• [Required work]:
Every entry, from the first line to the last, should be output exactly.
══ Input data ══
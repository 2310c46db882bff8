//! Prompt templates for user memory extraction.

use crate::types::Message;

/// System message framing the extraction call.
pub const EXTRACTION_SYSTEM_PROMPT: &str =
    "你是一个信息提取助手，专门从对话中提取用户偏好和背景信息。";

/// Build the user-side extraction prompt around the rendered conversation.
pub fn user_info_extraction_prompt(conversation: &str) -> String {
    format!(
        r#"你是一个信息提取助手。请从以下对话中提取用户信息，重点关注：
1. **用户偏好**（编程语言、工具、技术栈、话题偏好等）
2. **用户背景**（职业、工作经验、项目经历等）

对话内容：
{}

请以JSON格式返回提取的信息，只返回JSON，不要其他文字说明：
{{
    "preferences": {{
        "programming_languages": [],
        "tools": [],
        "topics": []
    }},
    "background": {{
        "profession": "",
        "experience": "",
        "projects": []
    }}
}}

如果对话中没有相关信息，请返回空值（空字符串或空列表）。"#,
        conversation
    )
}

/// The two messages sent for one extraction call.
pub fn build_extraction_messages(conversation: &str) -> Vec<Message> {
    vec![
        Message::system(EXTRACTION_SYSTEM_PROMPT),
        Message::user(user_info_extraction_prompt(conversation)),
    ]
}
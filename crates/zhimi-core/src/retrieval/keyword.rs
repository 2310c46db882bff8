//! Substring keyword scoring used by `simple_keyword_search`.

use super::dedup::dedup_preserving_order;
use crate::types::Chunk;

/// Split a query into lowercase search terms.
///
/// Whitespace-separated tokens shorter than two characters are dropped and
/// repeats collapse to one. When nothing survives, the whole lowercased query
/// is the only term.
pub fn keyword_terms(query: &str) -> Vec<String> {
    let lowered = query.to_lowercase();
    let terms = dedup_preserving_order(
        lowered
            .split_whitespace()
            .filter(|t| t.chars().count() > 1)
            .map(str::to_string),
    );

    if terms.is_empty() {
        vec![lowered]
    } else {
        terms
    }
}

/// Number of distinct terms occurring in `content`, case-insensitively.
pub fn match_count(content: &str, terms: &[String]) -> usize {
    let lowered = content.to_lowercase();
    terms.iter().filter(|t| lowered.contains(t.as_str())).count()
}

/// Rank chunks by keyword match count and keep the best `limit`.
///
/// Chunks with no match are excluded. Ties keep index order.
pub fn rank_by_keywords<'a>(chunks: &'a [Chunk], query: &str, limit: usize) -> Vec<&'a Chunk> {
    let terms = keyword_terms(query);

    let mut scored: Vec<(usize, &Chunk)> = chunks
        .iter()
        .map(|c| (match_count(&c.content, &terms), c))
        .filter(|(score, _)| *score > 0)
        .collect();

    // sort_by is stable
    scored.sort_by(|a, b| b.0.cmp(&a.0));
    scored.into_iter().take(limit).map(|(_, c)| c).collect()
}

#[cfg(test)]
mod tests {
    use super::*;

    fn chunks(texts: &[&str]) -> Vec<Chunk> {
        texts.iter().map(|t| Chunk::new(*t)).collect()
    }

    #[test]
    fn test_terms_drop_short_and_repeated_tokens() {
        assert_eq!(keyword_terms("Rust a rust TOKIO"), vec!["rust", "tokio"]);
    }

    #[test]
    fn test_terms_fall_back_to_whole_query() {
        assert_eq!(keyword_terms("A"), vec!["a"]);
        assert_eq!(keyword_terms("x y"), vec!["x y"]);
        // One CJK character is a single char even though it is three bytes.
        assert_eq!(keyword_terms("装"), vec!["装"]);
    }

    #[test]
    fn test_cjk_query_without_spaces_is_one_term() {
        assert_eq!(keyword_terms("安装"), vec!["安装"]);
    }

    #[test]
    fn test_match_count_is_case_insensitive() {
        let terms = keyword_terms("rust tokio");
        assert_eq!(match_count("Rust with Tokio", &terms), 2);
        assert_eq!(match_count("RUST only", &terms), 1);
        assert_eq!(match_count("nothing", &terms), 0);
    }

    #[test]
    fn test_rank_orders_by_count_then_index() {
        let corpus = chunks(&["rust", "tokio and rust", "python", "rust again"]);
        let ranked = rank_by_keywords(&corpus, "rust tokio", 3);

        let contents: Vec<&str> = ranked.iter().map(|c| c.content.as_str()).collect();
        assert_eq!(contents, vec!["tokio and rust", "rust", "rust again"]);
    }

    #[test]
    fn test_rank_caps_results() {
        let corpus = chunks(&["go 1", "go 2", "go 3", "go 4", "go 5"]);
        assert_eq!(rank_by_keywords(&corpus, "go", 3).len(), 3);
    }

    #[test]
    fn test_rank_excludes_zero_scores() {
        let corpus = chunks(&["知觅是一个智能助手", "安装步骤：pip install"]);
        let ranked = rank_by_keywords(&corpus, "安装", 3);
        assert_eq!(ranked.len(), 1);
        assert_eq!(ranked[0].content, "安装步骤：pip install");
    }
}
═══
• [Result for this exercise]:
repository 2310c46db882bff8
//! Prompt templates for user memory extraction.

use crate::types::Message;

/// System message framing the extraction call.
pub const EXTRACTION_SYSTEM_PROMPT: &str =
    "你是一个信息提取助手，专门从对话中提取用户偏好和背景信息。";

/// Build the user-side extraction prompt around the rendered conversation.
pub fn user_info_extraction_prompt(conversation: &str) -> String {
    format!(
        r#"你是一个信息提取助手。请从以下对话中提取用户信息，重点关注：
1. **用户偏好**（编程语言、工具、技术栈、话题偏好等）
2. **用户背景**（职业、工作经验、项目经历等）

对话内容：
{}

请以JSON格式返回提取的信息，只返回JSON，不要其他文字说明：
{{
    "preferences": {{
        "programming_languages": [],
        "tools": [],
        "topics": []
    }},
    "background": {{
        "profession": "",
        "experience": "",
        "projects": []
    }}
}}

如果对话中没有相关信息，请返回空值（空字符串或空列表）。"#,
        conversation
    )
}

/// The two messages sent for one extraction call.
pub fn build_extraction_messages(conversation: &str) -> Vec<Message> {
    vec![
        Message::system(EXTRACTION_SYSTEM_PROMPT),
        Message::user(user_info_extraction_prompt(conversation)),
    ]
}
filename crates/zhimi-core/src/retrieval/keyword.rs
repository 2310c46db882bff8
//! Substring keyword scoring used by `simple_keyword_search`.

use super::dedup::dedup_preserving_order;
use crate::types::Chunk;

/// Split a query into lowercase search terms.
///
/// Whitespace-separated tokens shorter than two characters are dropped and
/// repeats collapse to one. When nothing survives, the whole lowercased query
/// is the only term.
pub fn keyword_terms(query: &str) -> Vec<String> {
    let lowered = query.to_lowercase();
    let terms = dedup_preserving_order(
        lowered
            .split_whitespace()
            .filter(|t| t.chars().count() > 1)
            .map(str::to_string),
    );

    if terms.is_empty() {
        vec![lowered]
    } else {
        terms
    }
}

/// Number of distinct terms occurring in `content`, case-insensitively.
pub fn match_count(content: &str, terms: &[String]) -> usize {
    let lowered = content.to_lowercase();
    terms.iter().filter(|t| lowered.contains(t.as_str())).count()
}

/// Rank chunks by keyword match count and keep the best `limit`.
///
/// Chunks with no match are excluded. Ties keep index order.
pub fn rank_by_keywords<'a>(chunks: &'a [Chunk], query: &str, limit: usize) -> Vec<&'a Chunk> {
    let terms = keyword_terms(query);

    let mut scored: Vec<(usize, &Chunk)> = chunks
        .iter()
        .map(|c| (match_count(&c.content, &terms), c))
        .filter(|(score, _)| *score > 0)
        .collect();

    // sort_by is stable
    scored.sort_by(|a, b| b.0.cmp(&a.0));
    scored.into_iter().take(limit).map(|(_, c)| c).collect()
}

#[cfg(test)]
mod tests {
    use super::*;

    fn chunks(texts: &[&str]) -> Vec<Chunk> {
        texts.iter().map(|t| Chunk::new(*t)).collect()
    }

    #[test]
    fn test_terms_drop_short_and_repeated_tokens() {
        assert_eq!(keyword_terms("Rust a rust TOKIO"), vec!["rust", "tokio"]);
    }

    #[test]
    fn test_terms_fall_back_to_whole_query() {
        assert_eq!(keyword_terms("A"), vec!["a"]);
        assert_eq!(keyword_terms("x y"), vec!["x y"]);
        // One CJK character is a single char even though it is three bytes.
        assert_eq!(keyword_terms("装"), vec!["装"]);
    }

    #[test]
    fn test_cjk_query_without_spaces_is_one_term() {
        assert_eq!(keyword_terms("安装"), vec!["安装"]);
    }

    #[test]
    fn test_match_count_is_case_insensitive() {
        let terms = keyword_terms("rust tokio");
        assert_eq!(match_count("Rust with Tokio", &terms), 2);
        assert_eq!(match_count("RUST only", &terms), 1);
        assert_eq!(match_count("nothing", &terms), 0);
    }

    #[test]
    fn test_rank_orders_by_count_then_index() {
        let corpus = chunks(&["rust", "tokio and rust", "python", "rust again"]);
        let ranked = rank_by_keywords(&corpus, "rust tokio", 3);

        let contents: Vec<&str> = ranked.iter().map(|c| c.content.as_str()).collect();
        assert_eq!(contents, vec!["tokio and rust", "rust", "rust again"]);
    }

    #[test]
    fn test_rank_caps_results() {
        let corpus = chunks(&["go 1", "go 2", "go 3", "go 4", "go 5"]);
        assert_eq!(rank_by_keywords(&corpus, "go", 3).len(), 3);
    }

    #[test]
    fn test_rank_excludes_zero_scores() {
        let corpus = chunks(&["知觅是一个智能助手", "安装步骤：pip install"]);
        let ranked = rank_by_keywords(&corpus, "安装", 3);
        assert_eq!(ranked.len(), 1);
        assert_eq!(ranked[0].content, "安装步骤：pip install");
    }
}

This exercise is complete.